Newer furnaces and instant hot water can vent to an outside wall. The stove will need a vented hood, drain will be up to local code.


----------



## beachguy005 (Jul 10, 2014)

While I'm generally all for DIYing it.  Not so sure here.
I think the main danger here is not from flooding but from carbon monoxide poisoning or gas poisoning.
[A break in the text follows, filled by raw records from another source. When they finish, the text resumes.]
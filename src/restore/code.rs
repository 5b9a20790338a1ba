use rand::distributions::Alphanumeric;
use rand::{thread_rng, Rng};

/// Generate a one-time restore code of `length` alphanumeric characters.
///
/// At the default length of 32 this is roughly 190 bits of entropy from the
/// thread-local CSPRNG.
pub fn generate_restore_code(length: usize) -> String {
    thread_rng()
        .sample_iter(&Alphanumeric)
        .take(length)
        .map(char::from)
        .collect()
}

#[cfg(test)]
mod tests {
    use super::*;

    #[test]
    fn test_generate_restore_code() {
        let code = generate_restore_code(32);

        assert_eq!(code.len(), 32);
        assert!(code.chars().all(|c| c.is_ascii_alphanumeric()));
    }

    #[test]
    fn test_codes_differ() {
        assert_ne!(generate_restore_code(32), generate_restore_code(32));
    }
}
/// Input validators - identity (email) checks applied at signup and before
/// any identity is used as a store or session key.
/// Features:
/// 1. DoS Protection: Input length limits
/// 2. Phishing Protection: Email validation
/// 3. SQL Injection Prevention: Pattern rejection

use lazy_static::lazy_static;
use regex::Regex;

use crate::error::ValidationError;

const MAX_EMAIL_LENGTH: usize = 254; // RFC 5321
const MIN_EMAIL_LENGTH: usize = 5;
const MAX_LOCAL_PART_LENGTH: usize = 64;

lazy_static! {
    // RFC 5322 simplified email regex (practical validation)
    static ref EMAIL_REGEX: Regex = Regex::new(
        r"^[a-zA-Z0-9.!#$%&'*+/=?^_`{|}~-]+@[a-zA-Z0-9](?:[a-zA-Z0-9-]{0,61}[a-zA-Z0-9])?(?:\.[a-zA-Z0-9](?:[a-zA-Z0-9-]{0,61}[a-zA-Z0-9])?)*$"
    ).unwrap();

    // Regex to detect potentially malicious SQL patterns
    static ref SQL_INJECTION_PATTERNS: [Regex; 4] = [
        // Union-based SQL injection
        Regex::new(r"(?i)\s+UNION\s+").unwrap(),
        // Comment-based injection
        Regex::new(r"(--|;|/\*|\*/)").unwrap(),
        // Time-based blind injection
        Regex::new(r"(?i)(SLEEP|WAITFOR|BENCHMARK|DBMS_LOCK)\s*\(").unwrap(),
        // Boolean-based injection
        Regex::new(r#"(?i)(\bOR\b|\bAND\b)\s*(['"][0-9]*['"]|[0-9]*)\s*=\s*(['"][0-9]*['"]|[0-9]*|True|False)"#).unwrap(),
    ];
}

/// Validates an email address and returns it trimmed.
pub fn is_valid_email(email: &str) -> Result<String, ValidationError> {
    let trimmed = email.trim();

    if trimmed.is_empty() {
        return Err(ValidationError::EmptyField("email".to_string()));
    }

    if trimmed.len() < MIN_EMAIL_LENGTH {
        return Err(ValidationError::TooShort("email".to_string(), MIN_EMAIL_LENGTH));
    }

    if trimmed.len() > MAX_EMAIL_LENGTH {
        return Err(ValidationError::TooLong("email".to_string(), MAX_EMAIL_LENGTH));
    }

    if !EMAIL_REGEX.is_match(trimmed) {
        return Err(ValidationError::InvalidFormat("email".to_string()));
    }

    if has_suspicious_email_patterns(trimmed) {
        return Err(ValidationError::SuspiciousContent("email".to_string()));
    }

    if contains_sql_injection_patterns(trimmed) {
        return Err(ValidationError::PossibleSQLInjection);
    }

    Ok(trimmed.to_string())
}

/// Detects suspicious patterns in email addresses that might indicate phishing
fn has_suspicious_email_patterns(email: &str) -> bool {
    if let Some(at_pos) = email.find('@') {
        if email[..at_pos].len() > MAX_LOCAL_PART_LENGTH {
            return true;
        }
    }

    if email.matches('@').count() != 1 {
        return true;
    }

    email.contains('\0')
}

fn contains_sql_injection_patterns(input: &str) -> bool {
    SQL_INJECTION_PATTERNS.iter().any(|pattern| pattern.is_match(input))
}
I don't know if all 3 appliances will be gas but that's one area I rather get the licensed pros involved.


----------



## Wuzzat? (Jul 10, 2014)

You need to know the total BTU input for those appliances which info is on the nameplates, then search on  "combustion air".


----------



## nealtw (Jul 10, 2014)

Wuzzat? said:


> You need to know the total BTU input for those appliances which info is on the nameplates, then search on  "combustion air".



BTU don't matter you need fire  air anyway.


----------



## Wuzzat? (Jul 10, 2014)

http://www.google.com/search?client=safari&rls=en&q="combustion+air+formula"&ie=UTF-8&oe=UTF-8
the second hit down 

Mechanical and Fuel-Gas Calculations - Ncmia.com

gives you a pdf download with formulas.


----------



## CallMeVilla (Jul 10, 2014)

Been here, done this  ...  Exterior venting is mandatory for your appliances.  Make sure it is clear from any upstairs windows so your off-gasses do not come back inside.  That means your ducting will be specified by code.

An exterior mounted tankless water heater might be your best bet.  Eliminates the need for exterior venting from the inside -- but you still have to follow code to avoid re-entry of exhaust gasses upstairs.  Also, snow accumulation is a concern because you cannot let the unit get buried! ...  So, you might end up using an interior mounted tankless with exterior venting and a way to conceal it for aesthetic reasons.

The furnace and its location does present problems.  Obviously exterior venting is needed but it also needs a closet to isolate it.  The closet door vents are determined by how much combustion air your unit requires.  There is a standard formula for this.  If your house is extremely weather tight, where will that air come from?  Also need to consider the HVAC ducting, the size/design, and where it will go in your downstairs ceiling ...

And while we are dancing around permitting, have you factored the need for additional electricity?  Your pre-wiring will be crucial to supply the demands ... and let them pay for the added usage.  And, I wonder if you are wanting to add a separate meter for power?  If so, you will need a sub-panel, permits, inspections, etc.

Hope these thoughts help ...


----------